### EXERCISE PROMPT:
Pick out each line with the word "dtype" from the material that follows.

%%

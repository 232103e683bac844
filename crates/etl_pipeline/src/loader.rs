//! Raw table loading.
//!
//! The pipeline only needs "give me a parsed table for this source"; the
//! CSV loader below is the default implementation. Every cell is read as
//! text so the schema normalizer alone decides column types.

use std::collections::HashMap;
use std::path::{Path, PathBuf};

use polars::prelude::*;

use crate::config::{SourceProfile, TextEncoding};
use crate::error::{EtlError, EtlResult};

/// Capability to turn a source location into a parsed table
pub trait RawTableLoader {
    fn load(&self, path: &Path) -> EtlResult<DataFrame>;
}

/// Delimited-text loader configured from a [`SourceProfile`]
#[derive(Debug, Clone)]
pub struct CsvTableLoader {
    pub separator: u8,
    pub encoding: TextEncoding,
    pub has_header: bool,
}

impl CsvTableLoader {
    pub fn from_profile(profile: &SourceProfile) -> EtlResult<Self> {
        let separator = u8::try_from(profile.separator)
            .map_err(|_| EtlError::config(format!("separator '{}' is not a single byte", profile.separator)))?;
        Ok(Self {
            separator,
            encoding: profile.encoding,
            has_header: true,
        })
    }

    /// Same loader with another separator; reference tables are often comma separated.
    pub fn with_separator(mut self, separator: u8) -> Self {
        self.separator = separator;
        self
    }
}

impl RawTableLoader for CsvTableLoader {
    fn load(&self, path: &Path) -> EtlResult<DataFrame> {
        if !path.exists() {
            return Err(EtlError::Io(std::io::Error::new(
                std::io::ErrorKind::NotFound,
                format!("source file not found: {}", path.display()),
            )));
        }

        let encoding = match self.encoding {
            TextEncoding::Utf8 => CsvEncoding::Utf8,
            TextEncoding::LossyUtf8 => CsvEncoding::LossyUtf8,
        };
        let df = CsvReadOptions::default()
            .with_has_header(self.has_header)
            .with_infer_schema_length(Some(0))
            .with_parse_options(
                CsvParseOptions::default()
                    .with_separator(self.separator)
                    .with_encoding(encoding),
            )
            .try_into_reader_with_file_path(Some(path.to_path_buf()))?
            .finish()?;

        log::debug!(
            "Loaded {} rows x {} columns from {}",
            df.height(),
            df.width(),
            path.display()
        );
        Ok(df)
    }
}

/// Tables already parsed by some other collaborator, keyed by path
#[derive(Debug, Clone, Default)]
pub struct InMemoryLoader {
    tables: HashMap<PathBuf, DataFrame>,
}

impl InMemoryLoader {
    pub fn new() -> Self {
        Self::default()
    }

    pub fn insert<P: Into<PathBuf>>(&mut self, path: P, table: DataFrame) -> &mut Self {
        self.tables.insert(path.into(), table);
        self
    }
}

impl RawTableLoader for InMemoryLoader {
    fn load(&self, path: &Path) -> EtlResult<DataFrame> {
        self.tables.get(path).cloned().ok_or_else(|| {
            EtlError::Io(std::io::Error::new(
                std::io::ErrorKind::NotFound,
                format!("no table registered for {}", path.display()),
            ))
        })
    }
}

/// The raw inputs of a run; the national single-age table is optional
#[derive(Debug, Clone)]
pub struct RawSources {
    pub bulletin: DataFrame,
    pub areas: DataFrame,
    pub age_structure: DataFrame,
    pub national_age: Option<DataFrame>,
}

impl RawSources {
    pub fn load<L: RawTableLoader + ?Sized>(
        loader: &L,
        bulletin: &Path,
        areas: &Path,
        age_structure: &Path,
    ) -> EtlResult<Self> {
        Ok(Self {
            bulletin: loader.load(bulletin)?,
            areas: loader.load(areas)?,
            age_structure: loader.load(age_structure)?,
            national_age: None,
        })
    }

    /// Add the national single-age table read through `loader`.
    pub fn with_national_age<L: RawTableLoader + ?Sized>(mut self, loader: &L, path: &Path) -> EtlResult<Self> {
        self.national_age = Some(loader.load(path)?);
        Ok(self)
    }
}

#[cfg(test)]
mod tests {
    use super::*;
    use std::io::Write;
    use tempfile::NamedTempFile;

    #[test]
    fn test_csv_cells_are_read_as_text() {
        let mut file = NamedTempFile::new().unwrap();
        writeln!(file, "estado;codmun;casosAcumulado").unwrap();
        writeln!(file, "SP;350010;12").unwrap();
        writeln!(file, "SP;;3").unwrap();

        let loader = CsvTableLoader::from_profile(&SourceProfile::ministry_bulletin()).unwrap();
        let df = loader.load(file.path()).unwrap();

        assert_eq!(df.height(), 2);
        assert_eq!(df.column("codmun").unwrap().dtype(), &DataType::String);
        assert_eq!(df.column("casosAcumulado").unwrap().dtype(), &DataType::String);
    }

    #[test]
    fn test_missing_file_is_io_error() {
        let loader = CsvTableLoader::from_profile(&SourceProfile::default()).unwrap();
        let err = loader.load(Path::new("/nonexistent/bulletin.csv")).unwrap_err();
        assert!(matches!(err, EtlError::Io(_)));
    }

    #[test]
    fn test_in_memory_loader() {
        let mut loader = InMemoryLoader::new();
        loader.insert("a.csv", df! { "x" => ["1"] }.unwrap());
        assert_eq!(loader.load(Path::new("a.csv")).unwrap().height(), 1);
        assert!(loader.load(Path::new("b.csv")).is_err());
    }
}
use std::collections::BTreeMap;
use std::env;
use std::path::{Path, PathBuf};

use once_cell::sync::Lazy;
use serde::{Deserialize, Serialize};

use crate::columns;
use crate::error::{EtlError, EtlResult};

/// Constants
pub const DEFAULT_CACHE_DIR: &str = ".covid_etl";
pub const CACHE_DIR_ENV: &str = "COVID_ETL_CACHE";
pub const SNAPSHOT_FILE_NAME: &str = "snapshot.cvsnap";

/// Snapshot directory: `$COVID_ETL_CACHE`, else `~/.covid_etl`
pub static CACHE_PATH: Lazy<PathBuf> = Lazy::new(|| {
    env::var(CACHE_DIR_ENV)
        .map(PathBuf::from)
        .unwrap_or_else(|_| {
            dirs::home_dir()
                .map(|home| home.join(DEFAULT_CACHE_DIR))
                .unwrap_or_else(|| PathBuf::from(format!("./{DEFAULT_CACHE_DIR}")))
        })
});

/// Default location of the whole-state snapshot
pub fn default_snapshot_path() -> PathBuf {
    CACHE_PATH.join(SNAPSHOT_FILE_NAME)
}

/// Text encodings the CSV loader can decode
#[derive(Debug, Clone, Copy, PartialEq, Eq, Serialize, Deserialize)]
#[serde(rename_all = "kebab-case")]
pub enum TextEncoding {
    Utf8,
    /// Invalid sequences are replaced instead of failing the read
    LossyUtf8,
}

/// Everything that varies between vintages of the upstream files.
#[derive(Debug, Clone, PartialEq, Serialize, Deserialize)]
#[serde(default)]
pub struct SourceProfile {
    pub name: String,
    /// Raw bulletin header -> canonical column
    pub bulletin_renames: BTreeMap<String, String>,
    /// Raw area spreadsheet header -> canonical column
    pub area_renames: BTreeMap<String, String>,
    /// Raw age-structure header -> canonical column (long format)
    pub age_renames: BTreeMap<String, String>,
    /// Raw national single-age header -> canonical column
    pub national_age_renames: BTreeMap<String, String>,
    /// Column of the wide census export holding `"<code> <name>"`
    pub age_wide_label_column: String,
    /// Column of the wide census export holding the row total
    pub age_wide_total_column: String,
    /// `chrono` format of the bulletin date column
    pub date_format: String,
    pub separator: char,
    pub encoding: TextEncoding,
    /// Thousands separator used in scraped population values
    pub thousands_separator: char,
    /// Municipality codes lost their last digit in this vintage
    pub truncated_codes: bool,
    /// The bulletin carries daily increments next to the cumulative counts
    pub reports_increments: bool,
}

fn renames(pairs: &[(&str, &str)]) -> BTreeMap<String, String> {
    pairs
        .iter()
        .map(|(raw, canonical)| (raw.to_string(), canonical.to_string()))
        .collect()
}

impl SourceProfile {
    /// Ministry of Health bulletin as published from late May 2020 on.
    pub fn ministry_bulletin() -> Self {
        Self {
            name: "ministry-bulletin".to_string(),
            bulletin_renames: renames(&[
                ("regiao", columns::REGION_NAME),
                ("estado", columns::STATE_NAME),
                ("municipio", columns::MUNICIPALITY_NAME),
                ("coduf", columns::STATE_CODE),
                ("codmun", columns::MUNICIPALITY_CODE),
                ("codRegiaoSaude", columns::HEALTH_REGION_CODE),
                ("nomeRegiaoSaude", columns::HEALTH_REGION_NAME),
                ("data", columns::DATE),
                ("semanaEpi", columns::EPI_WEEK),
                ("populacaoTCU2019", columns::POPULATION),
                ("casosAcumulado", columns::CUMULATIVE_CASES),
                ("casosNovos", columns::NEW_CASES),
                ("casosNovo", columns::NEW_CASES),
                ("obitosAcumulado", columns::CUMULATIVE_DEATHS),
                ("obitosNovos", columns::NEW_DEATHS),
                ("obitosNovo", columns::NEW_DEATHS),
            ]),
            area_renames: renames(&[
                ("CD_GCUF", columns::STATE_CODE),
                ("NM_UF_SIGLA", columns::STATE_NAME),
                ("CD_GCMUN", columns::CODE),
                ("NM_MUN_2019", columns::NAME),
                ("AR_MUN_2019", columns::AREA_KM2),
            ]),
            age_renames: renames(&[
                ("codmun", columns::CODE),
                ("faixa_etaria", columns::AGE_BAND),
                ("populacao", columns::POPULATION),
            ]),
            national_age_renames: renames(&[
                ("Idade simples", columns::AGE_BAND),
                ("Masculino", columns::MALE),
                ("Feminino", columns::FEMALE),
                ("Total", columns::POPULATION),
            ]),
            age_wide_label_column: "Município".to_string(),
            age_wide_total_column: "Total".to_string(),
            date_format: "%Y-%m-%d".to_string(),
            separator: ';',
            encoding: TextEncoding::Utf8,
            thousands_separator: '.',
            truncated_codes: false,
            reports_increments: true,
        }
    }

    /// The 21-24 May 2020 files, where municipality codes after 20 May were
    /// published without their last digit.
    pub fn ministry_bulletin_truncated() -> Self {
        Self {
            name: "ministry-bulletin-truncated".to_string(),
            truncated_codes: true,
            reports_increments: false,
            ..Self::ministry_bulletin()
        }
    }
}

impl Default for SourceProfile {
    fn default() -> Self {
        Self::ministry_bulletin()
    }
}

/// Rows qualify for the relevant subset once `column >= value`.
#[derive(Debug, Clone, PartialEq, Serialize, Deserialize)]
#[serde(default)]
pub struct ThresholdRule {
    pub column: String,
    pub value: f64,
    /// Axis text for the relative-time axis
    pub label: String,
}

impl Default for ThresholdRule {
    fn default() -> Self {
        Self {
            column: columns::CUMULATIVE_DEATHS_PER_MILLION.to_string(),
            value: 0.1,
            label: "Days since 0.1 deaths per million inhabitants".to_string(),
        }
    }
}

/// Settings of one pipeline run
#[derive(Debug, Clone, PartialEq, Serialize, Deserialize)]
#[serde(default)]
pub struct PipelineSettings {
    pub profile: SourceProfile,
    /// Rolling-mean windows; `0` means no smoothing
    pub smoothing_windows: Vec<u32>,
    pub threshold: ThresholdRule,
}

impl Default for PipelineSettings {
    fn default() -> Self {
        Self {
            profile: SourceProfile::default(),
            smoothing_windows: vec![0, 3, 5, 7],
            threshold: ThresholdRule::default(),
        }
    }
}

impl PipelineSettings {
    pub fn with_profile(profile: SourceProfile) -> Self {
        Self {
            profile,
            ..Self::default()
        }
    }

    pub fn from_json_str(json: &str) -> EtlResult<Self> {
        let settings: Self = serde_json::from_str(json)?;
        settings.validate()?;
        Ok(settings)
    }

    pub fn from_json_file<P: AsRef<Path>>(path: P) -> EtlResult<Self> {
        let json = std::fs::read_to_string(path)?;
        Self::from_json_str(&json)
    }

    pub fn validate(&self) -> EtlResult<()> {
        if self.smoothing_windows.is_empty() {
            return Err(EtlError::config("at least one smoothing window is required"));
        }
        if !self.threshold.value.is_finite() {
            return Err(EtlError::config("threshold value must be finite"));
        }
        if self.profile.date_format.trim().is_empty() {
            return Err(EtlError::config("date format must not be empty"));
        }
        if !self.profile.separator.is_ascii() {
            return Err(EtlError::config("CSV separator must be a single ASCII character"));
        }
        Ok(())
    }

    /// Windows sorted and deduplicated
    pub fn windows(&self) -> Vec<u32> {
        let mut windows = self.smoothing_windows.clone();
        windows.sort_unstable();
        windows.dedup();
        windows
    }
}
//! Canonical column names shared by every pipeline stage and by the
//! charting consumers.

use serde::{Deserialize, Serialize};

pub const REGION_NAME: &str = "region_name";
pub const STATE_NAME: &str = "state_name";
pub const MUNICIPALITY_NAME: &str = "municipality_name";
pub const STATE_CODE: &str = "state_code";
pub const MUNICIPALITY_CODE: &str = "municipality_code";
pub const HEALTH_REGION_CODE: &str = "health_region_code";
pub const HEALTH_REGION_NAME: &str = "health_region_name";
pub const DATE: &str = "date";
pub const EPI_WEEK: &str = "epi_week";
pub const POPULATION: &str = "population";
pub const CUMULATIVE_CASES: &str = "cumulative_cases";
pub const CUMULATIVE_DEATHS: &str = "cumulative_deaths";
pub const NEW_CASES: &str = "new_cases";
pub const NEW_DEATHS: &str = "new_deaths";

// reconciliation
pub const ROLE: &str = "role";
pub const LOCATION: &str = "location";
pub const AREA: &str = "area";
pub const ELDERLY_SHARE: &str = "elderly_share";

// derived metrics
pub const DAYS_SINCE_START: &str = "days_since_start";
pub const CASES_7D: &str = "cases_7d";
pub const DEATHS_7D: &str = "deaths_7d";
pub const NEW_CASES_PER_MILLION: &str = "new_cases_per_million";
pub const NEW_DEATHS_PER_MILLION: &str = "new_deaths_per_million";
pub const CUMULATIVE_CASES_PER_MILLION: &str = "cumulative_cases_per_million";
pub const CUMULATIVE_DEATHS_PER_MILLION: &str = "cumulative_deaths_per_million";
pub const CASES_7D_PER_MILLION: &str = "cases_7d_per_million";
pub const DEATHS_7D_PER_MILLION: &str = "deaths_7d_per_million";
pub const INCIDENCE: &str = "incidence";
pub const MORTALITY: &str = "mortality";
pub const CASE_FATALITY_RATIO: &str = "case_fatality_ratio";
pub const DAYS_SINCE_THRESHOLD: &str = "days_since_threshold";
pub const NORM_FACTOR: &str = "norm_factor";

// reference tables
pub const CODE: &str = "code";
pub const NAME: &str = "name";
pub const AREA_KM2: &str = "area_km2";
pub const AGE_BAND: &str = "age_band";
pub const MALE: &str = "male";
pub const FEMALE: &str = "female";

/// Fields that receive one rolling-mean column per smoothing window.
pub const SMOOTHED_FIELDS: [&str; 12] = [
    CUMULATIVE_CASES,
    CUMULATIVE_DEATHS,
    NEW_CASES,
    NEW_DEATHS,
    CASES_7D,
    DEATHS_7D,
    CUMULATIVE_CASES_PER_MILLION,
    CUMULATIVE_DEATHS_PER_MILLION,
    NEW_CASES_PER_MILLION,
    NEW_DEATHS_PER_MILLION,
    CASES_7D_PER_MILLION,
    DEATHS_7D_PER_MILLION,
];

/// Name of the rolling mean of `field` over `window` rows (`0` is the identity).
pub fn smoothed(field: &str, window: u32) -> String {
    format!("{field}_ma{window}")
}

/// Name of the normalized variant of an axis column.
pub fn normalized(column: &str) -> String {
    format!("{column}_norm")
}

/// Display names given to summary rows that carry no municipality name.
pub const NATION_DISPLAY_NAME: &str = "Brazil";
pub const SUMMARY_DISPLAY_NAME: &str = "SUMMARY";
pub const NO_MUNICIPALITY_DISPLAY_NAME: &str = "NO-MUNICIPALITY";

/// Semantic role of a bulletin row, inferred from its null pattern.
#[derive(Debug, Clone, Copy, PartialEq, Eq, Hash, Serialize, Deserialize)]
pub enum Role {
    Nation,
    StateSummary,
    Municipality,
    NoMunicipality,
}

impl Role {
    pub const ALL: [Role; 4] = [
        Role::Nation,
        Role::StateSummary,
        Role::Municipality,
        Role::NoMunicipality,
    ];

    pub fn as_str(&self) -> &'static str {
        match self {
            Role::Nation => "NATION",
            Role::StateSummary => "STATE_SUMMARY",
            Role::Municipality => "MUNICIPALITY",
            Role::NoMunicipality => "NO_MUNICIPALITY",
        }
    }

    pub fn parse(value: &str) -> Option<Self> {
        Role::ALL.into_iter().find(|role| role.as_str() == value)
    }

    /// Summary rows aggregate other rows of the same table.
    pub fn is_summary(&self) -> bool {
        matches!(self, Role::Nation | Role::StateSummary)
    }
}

%%

### SOLVED EXERCISE:
        assert_eq!(df.column("codmun").unwrap().dtype(), &DataType::String);
        assert_eq!(df.column("casosAcumulado").unwrap().dtype(), &DataType::String);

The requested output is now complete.